[Record set — start]

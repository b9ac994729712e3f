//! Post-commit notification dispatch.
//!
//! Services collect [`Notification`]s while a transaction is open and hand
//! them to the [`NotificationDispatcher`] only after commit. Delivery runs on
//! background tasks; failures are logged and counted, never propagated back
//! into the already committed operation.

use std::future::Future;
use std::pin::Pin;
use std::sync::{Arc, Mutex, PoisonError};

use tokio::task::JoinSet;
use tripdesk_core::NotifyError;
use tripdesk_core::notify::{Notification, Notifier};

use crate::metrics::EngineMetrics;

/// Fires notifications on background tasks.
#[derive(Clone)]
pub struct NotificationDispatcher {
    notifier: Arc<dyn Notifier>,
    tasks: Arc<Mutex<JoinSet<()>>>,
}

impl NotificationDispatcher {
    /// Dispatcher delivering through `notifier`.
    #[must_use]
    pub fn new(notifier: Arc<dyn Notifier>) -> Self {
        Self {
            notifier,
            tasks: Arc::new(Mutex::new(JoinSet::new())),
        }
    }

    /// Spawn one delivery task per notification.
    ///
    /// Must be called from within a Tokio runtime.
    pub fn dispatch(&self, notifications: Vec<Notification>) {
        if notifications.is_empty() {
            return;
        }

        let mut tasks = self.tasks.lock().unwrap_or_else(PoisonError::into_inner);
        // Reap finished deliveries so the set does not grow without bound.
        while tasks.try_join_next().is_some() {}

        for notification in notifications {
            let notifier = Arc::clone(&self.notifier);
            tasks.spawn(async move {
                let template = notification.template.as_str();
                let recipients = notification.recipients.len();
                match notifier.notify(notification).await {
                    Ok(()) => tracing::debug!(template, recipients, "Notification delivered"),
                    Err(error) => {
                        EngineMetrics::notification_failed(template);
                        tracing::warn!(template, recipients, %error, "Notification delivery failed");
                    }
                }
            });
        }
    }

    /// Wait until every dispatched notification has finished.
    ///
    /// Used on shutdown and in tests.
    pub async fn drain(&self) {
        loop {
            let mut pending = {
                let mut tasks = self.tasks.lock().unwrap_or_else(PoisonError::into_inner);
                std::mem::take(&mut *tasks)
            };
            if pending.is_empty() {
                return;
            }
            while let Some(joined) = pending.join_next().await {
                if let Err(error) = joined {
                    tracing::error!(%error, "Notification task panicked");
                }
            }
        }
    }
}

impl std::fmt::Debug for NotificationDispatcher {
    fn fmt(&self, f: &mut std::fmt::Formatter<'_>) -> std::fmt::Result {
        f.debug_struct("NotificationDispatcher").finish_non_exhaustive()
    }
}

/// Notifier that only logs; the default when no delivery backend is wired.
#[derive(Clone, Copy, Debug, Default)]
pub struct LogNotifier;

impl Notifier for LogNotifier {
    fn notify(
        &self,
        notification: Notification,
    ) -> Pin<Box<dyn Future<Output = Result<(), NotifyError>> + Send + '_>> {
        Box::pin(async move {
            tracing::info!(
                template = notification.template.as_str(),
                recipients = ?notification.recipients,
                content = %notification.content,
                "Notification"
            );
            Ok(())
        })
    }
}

[Record set — finish]

What you are asked to do ▸ What lines of the preceding data include the string "move"? Pull them out.

Answer to the exercise ▸
            tasks.spawn(async move {
        Box::pin(async move {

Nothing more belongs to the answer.